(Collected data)
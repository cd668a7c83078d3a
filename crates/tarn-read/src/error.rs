//! Reader error types.

use thiserror::Error;

/// What went wrong, without position information.
#[derive(Debug, Clone, PartialEq, Eq, Error)]
pub enum ParseErrorKind {
    #[error("unexpected character")]
    UnexpectedCharacter,

    #[error("mismatched delimiter")]
    MismatchedDelimiter,

    #[error("struct and table literals expect even number of arguments")]
    OddStructArity,

    #[error("symbol literal cannot start with a digit")]
    BadNumber,

    #[error("invalid utf-8 in symbol")]
    InvalidUtf8Symbol,

    #[error("invalid utf-8 in keyword")]
    InvalidUtf8Keyword,

    #[error("invalid string escape sequence")]
    BadEscape,

    #[error("invalid hex digit in string escape")]
    BadHexEscape,

    #[error("unexpected end of source")]
    UnexpectedEof,

    #[error("recursed too deeply")]
    TooDeep,

    #[error("cannot insert value into token")]
    InsertIntoToken,

    #[error("cannot consume when parser is sealed")]
    Sealed,
}

/// A latched parse error with the position of the offending byte.
///
/// The first error sticks: once latched, further `consume` calls are silent
/// no-ops until the parser is flushed.
#[derive(Debug, Clone, PartialEq, Eq, Error)]
#[error("parse error at {line}:{column}: {kind}")]
pub struct ParseError {
    pub kind: ParseErrorKind,
    /// 1-based line of the offending byte.
    pub line: u32,
    /// Byte column of the offending byte.
    pub column: u32,
}

impl ParseError {
    pub fn new(kind: ParseErrorKind, line: u32, column: u32) -> Self {
        Self { kind, line, column }
    }

    /// The bare message, without position.
    pub fn message(&self) -> String {
        self.kind.to_string()
    }
}

#[cfg(test)]
mod tests {
    use super::*;

    #[test]
    fn message_matches_kind() {
        let err = ParseError::new(ParseErrorKind::MismatchedDelimiter, 2, 5);
        assert_eq!(err.message(), "mismatched delimiter");
        assert_eq!(err.to_string(), "parse error at 2:5: mismatched delimiter");
    }
}
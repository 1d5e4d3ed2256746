mod analysis;
mod config;
mod data;
mod loader;
mod output;
mod resample;

use std::path::Path;

use anyhow::{bail, Context, Result};
use clap::Parser;

use analysis::{cached_table, cycle_label, detect_swings};
use config::{AppConfig, Timeframe};
use data::AnnotatedSwing;
use loader::{load_bars_from_csv, validate_series};
use output::{export_swings_csv, print_report};
use resample::resample_weekly;

fn main() -> Result<()> {
    let config = AppConfig::parse();
    run(&config)
}

fn run(config: &AppConfig) -> Result<()> {
    let input_path = &config.input_path;
    if !Path::new(input_path).exists() {
        bail!("input file {:?} does not exist", input_path);
    }

    let daily = load_bars_from_csv(input_path)
        .with_context(|| format!("failed to load input data from {:?}", input_path))?;
    validate_series(&daily)?;

    let bars = match config.timeframe {
        Timeframe::Daily => daily,
        Timeframe::Weekly => resample_weekly(&daily),
    };
    if bars.is_empty() {
        bail!("no bars remain after resampling");
    }
    validate_series(&bars)?;

    let start = bars.first().unwrap();
    let end = bars.last().unwrap();
    println!(
        "Loaded {} {} bars spanning {} to {}",
        bars.len(),
        config.timeframe.as_str(),
        start.date,
        end.date
    );

    let swings = detect_swings(&bars, config.threshold, config.swing_mode)?;
    println!(
        "Detected {} swing points at a {:.1}% reversal threshold",
        swings.len(),
        config.threshold * 100.0
    );

    let table = cached_table(config.cycle_start, config.cycle_step, config.cycle_max_price)?;
    let levels = table.levels();
    if let Some(top) = levels.last() {
        println!(
            "Cycle ladder: {} levels topping out at {:.2}",
            levels.len(),
            top
        );
    }

    let annotated: Vec<AnnotatedSwing> = swings
        .into_iter()
        .map(|swing| {
            let fraction = table.fraction(swing.price);
            AnnotatedSwing {
                swing,
                fraction,
                label: cycle_label(fraction),
            }
        })
        .collect();

    print_report(&bars, &annotated);

    if let Some(export_path) = &config.export {
        export_swings_csv(export_path, &annotated)
            .with_context(|| format!("failed to export swings to {:?}", export_path))?;
        println!("Exported {} annotated swings to {:?}", annotated.len(), export_path);
    }

    Ok(())
}
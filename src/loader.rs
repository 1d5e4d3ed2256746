use std::fs::File;
use std::io::Read;
use std::path::Path;

use anyhow::{anyhow, Context, Result};
use chrono::NaiveDate;
use csv::StringRecord;
use thiserror::Error;

use crate::data::Bar;

const REQUIRED_COLUMNS: [&str; 5] = ["Date", "Open", "High", "Low", "Close"];

#[derive(Debug, Error)]
pub enum LoaderError {
    #[error("input file contains no usable rows")]
    Empty,

    #[error("required column '{0}' not found in header (column names are case-sensitive)")]
    MissingColumn(&'static str),
}

/// Column offsets of the required fields within the header record.
struct ColumnMap {
    date: usize,
    open: usize,
    high: usize,
    low: usize,
    close: usize,
}

impl ColumnMap {
    fn from_headers(headers: &StringRecord) -> Result<Self, LoaderError> {
        let find = |name: &'static str| {
            headers
                .iter()
                .position(|field| field.trim() == name)
                .ok_or(LoaderError::MissingColumn(name))
        };
        Ok(Self {
            date: find(REQUIRED_COLUMNS[0])?,
            open: find(REQUIRED_COLUMNS[1])?,
            high: find(REQUIRED_COLUMNS[2])?,
            low: find(REQUIRED_COLUMNS[3])?,
            close: find(REQUIRED_COLUMNS[4])?,
        })
    }
}

pub fn load_bars_from_csv<P: AsRef<Path>>(path: P) -> Result<Vec<Bar>> {
    let path_ref = path.as_ref();
    let file = File::open(path_ref).with_context(|| format!("failed to open {:?}", path_ref))?;
    read_bars(file)
}

/// Read, clean, and order OHLC bars from CSV data.
///
/// Rows with unparseable dates, missing/unparseable numerics (including the
/// literal `-` placeholder), or incoherent OHLC relationships are dropped
/// rather than treated as fatal. Surviving bars are sorted by date with
/// duplicate dates collapsed to their first occurrence.
pub fn read_bars<R: Read>(input: R) -> Result<Vec<Bar>> {
    let mut reader = csv::ReaderBuilder::new()
        .has_headers(true)
        .trim(csv::Trim::All)
        .flexible(true)
        .from_reader(input);

    let columns = ColumnMap::from_headers(reader.headers()?)?;

    let mut bars = Vec::new();
    for record in reader.records() {
        let record = record?;
        if record.iter().all(|field| field.trim().is_empty()) {
            continue;
        }
        if let Some(bar) = parse_record(&record, &columns) {
            bars.push(bar);
        }
    }

    if bars.is_empty() {
        return Err(LoaderError::Empty.into());
    }

    bars.sort_by_key(|bar| bar.date);
    bars.dedup_by_key(|bar| bar.date);
    Ok(bars)
}

fn parse_record(record: &StringRecord, columns: &ColumnMap) -> Option<Bar> {
    let date = parse_date(record.get(columns.date)?)?;
    let open = parse_number(record.get(columns.open)?)?;
    let high = parse_number(record.get(columns.high)?)?;
    let low = parse_number(record.get(columns.low)?)?;
    let close = parse_number(record.get(columns.close)?)?;

    let bar = Bar {
        date,
        open,
        high,
        low,
        close,
    };
    is_coherent(&bar).then_some(bar)
}

fn parse_date(value: &str) -> Option<NaiveDate> {
    let trimmed = value.trim();
    if trimmed.is_empty() {
        return None;
    }

    let patterns = [
        "%Y-%m-%d",
        "%Y/%m/%d",
        "%m/%d/%Y",
        "%d-%m-%Y",
        "%Y-%m-%d %H:%M:%S",
        "%Y-%m-%dT%H:%M:%S",
    ];
    for pattern in &patterns {
        if let Ok(date) = NaiveDate::parse_from_str(trimmed, pattern) {
            return Some(date);
        }
    }
    None
}

/// Parse one numeric field, normalizing thousands-separator commas and the
/// literal `-` missing-data placeholder.
fn parse_number(value: &str) -> Option<f64> {
    let trimmed = value.trim();
    if trimmed.is_empty() || trimmed == "-" {
        return None;
    }
    trimmed.replace(',', "").parse::<f64>().ok()
}

fn is_coherent(bar: &Bar) -> bool {
    let prices = [bar.open, bar.high, bar.low, bar.close];
    if prices.iter().any(|p| !p.is_finite() || *p <= 0.0) {
        return false;
    }
    bar.low <= bar.open.min(bar.close) && bar.high >= bar.open.max(bar.close)
}

pub fn validate_series(bars: &[Bar]) -> Result<()> {
    if bars.is_empty() {
        return Err(anyhow!("no bars to analyze"));
    }
    for pair in bars.windows(2) {
        if pair[1].date <= pair[0].date {
            return Err(anyhow!("bar dates must be strictly increasing"));
        }
    }
    Ok(())
}
use std::collections::HashMap;
use std::sync::{Arc, Mutex, OnceLock};

use crate::analysis::AnalysisError;
use crate::data::CycleAnnotation;

/// Ladder levels spanning one full 360° turn. A fixed constant of the cycle
/// scheme, independent of how many levels a given table holds.
pub const LEVELS_PER_CYCLE: f64 = 9.0;

/// Strictly increasing ladder of price "octave" boundaries, grown by
/// `next = (sqrt(current) + step)^2` so gaps widen as price climbs.
/// Immutable after construction.
#[derive(Debug, Clone, PartialEq)]
pub struct CycleLevelTable {
    levels: Vec<f64>,
}

impl CycleLevelTable {
    /// Build the ladder from `start` until the first level at or above
    /// `max_price` (inclusive).
    pub fn build(start: f64, step: f64, max_price: f64) -> Result<Self, AnalysisError> {
        if !start.is_finite() || start <= 0.0 {
            return Err(AnalysisError::InvalidArgument(format!(
                "cycle ladder start must be positive and finite, got {start}"
            )));
        }
        if !step.is_finite() || step <= 0.0 {
            return Err(AnalysisError::InvalidArgument(format!(
                "cycle ladder step must be positive and finite, got {step}"
            )));
        }
        if !max_price.is_finite() || max_price <= start {
            return Err(AnalysisError::InvalidArgument(format!(
                "cycle ladder ceiling must exceed its start ({start}), got {max_price}"
            )));
        }

        let mut levels = vec![start];
        let mut current = start;
        while current < max_price {
            current = (current.sqrt() + step).powi(2);
            levels.push(current);
        }
        Ok(Self { levels })
    }

    pub fn levels(&self) -> &[f64] {
        &self.levels
    }

    /// Continuous position of `price` on the ladder, in turns.
    ///
    /// Prices at or below the first level map to 0.0; prices at or beyond
    /// the last level saturate at `(n-1) / 9` rather than extrapolating.
    /// Interior prices interpolate linearly within their bracketing pair,
    /// located by binary search.
    pub fn fraction(&self, price: f64) -> f64 {
        let levels = &self.levels;
        let last = levels.len() - 1;
        if price <= levels[0] {
            return 0.0;
        }
        if price >= levels[last] {
            return last as f64 / LEVELS_PER_CYCLE;
        }

        // First index whose level is strictly above price; the guards above
        // keep idx in 1..=last.
        let idx = levels.partition_point(|level| *level <= price);
        let below = levels[idx - 1];
        let above = levels[idx];
        ((idx - 1) as f64 + (price - below) / (above - below)) / LEVELS_PER_CYCLE
    }
}

/// Split a cycle fraction into whole turns and degrees into the current
/// turn. The angle is rounded to two decimals; a value that rounds to a
/// full 360.00 rolls over into the next cycle at 0°.
pub fn cycle_annotation(fraction: f64) -> CycleAnnotation {
    let mut cycle_index = fraction.floor() as u32;
    let mut angle = (fraction - fraction.floor()) * 360.0;
    angle = (angle * 100.0).round() / 100.0;
    if angle >= 360.0 {
        cycle_index += 1;
        angle = 0.0;
    }
    CycleAnnotation {
        cycle_index,
        angle_degrees: angle,
    }
}

/// Human-readable cycle position, e.g. `"2 & 135.00°"`.
pub fn cycle_label(fraction: f64) -> String {
    let annotation = cycle_annotation(fraction);
    format!(
        "{} & {:.2}°",
        annotation.cycle_index, annotation.angle_degrees
    )
}

type TableKey = (u64, u64, u64);

static TABLE_CACHE: OnceLock<Mutex<HashMap<TableKey, Arc<CycleLevelTable>>>> = OnceLock::new();

/// Process-wide compute-once cache of cycle tables.
///
/// Tables are pure functions of `(start, step, max_price)` and immutable,
/// so entries are never invalidated. Keys are the parameter bit patterns.
pub fn cached_table(
    start: f64,
    step: f64,
    max_price: f64,
) -> Result<Arc<CycleLevelTable>, AnalysisError> {
    let key = (start.to_bits(), step.to_bits(), max_price.to_bits());
    let cache = TABLE_CACHE.get_or_init(|| Mutex::new(HashMap::new()));
    let mut cache = cache
        .lock()
        .unwrap_or_else(|poisoned| poisoned.into_inner());
    if let Some(table) = cache.get(&key) {
        return Ok(Arc::clone(table));
    }
    let table = Arc::new(CycleLevelTable::build(start, step, max_price)?);
    cache.insert(key, Arc::clone(&table));
    Ok(table)
}

#[cfg(test)]
mod tests {
    use super::*;

    fn default_table(max_price: f64) -> CycleLevelTable {
        CycleLevelTable::build(1.0, 0.25, max_price).unwrap()
    }

    #[test]
    fn first_levels_match_the_growth_rule() {
        let table = default_table(10.0);
        let levels = table.levels();
        assert_eq!(levels[0], 1.0);
        assert!((levels[1] - 1.5625).abs() < 1e-12);
        assert!((levels[2] - 2.25).abs() < 1e-12);
        assert!(*levels.last().unwrap() >= 10.0);
    }

    #[test]
    fn levels_are_strictly_increasing() {
        let table = default_table(50_000.0);
        for pair in table.levels().windows(2) {
            assert!(pair[1] > pair[0]);
        }
    }

    #[test]
    fn fraction_saturates_at_both_ends() {
        let table = default_table(10.0);
        let levels = table.levels();
        let top = (levels.len() - 1) as f64 / LEVELS_PER_CYCLE;

        assert_eq!(table.fraction(levels[0]), 0.0);
        assert_eq!(table.fraction(0.5), 0.0);
        assert_eq!(table.fraction(*levels.last().unwrap()), top);
        assert_eq!(table.fraction(1e12), top);
    }

    #[test]
    fn interior_fraction_interpolates() {
        let table = default_table(10.0);
        // 1.5625 <= 2.0 < 2.25, one full level plus 0.4375 / 0.6875 of the next.
        let expected = (1.0 + (2.0 - 1.5625) / (2.25 - 1.5625)) / LEVELS_PER_CYCLE;
        assert!((table.fraction(2.0) - expected).abs() < 1e-12);
        assert!((table.fraction(2.0) - 0.181_818).abs() < 1e-4);
    }

    #[test]
    fn fraction_is_monotone_in_price() {
        let table = default_table(50_000.0);
        let mut previous = 0.0;
        let mut price = 1.0;
        while price < 50_000.0 {
            let fraction = table.fraction(price);
            assert!(fraction >= previous, "fraction regressed at price {price}");
            previous = fraction;
            price *= 1.01;
        }
    }

    #[test]
    fn exact_level_prices_land_on_whole_ninths() {
        let table = default_table(10.0);
        for (idx, level) in table.levels().iter().enumerate() {
            let fraction = table.fraction(*level);
            assert!((fraction - idx as f64 / LEVELS_PER_CYCLE).abs() < 1e-12);
        }
    }

    #[test]
    fn label_formats_cycles_and_degrees() {
        assert_eq!(cycle_label(0.0), "0 & 0.00°");
        assert_eq!(cycle_label(0.5), "0 & 180.00°");
        assert_eq!(cycle_label(2.25), "2 & 90.00°");
    }

    #[test]
    fn label_rolls_over_instead_of_printing_360() {
        // Angle rounds to 360.00, which must become the next whole cycle.
        let fraction = 0.999_999_9;
        let annotation = cycle_annotation(fraction);
        assert_eq!(annotation.cycle_index, 1);
        assert_eq!(annotation.angle_degrees, 0.0);
        assert_eq!(cycle_label(fraction), "1 & 0.00°");
    }

    #[test]
    fn bad_bounds_are_rejected() {
        assert!(matches!(
            CycleLevelTable::build(0.0, 0.25, 10.0),
            Err(AnalysisError::InvalidArgument(_))
        ));
        assert!(matches!(
            CycleLevelTable::build(-1.0, 0.25, 10.0),
            Err(AnalysisError::InvalidArgument(_))
        ));
        assert!(matches!(
            CycleLevelTable::build(1.0, 0.0, 10.0),
            Err(AnalysisError::InvalidArgument(_))
        ));
        assert!(matches!(
            CycleLevelTable::build(1.0, 0.25, 1.0),
            Err(AnalysisError::InvalidArgument(_))
        ));
    }

    #[test]
    fn cache_returns_the_same_table_per_key() {
        let first = cached_table(1.0, 0.25, 123.0).unwrap();
        let second = cached_table(1.0, 0.25, 123.0).unwrap();
        assert!(Arc::ptr_eq(&first, &second));

        let other = cached_table(1.0, 0.25, 124.0).unwrap();
        assert!(!Arc::ptr_eq(&first, &other));
    }
}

* **EXERCISE INSTRUCTIONS**: Find every line in the records above that holds the word "println", and copy each one.

* **YOUR SOLUTION**:
    println!(
    println!(
        println!(
        println!("Exported {} annotated swings to {:?}", annotated.len(), export_path);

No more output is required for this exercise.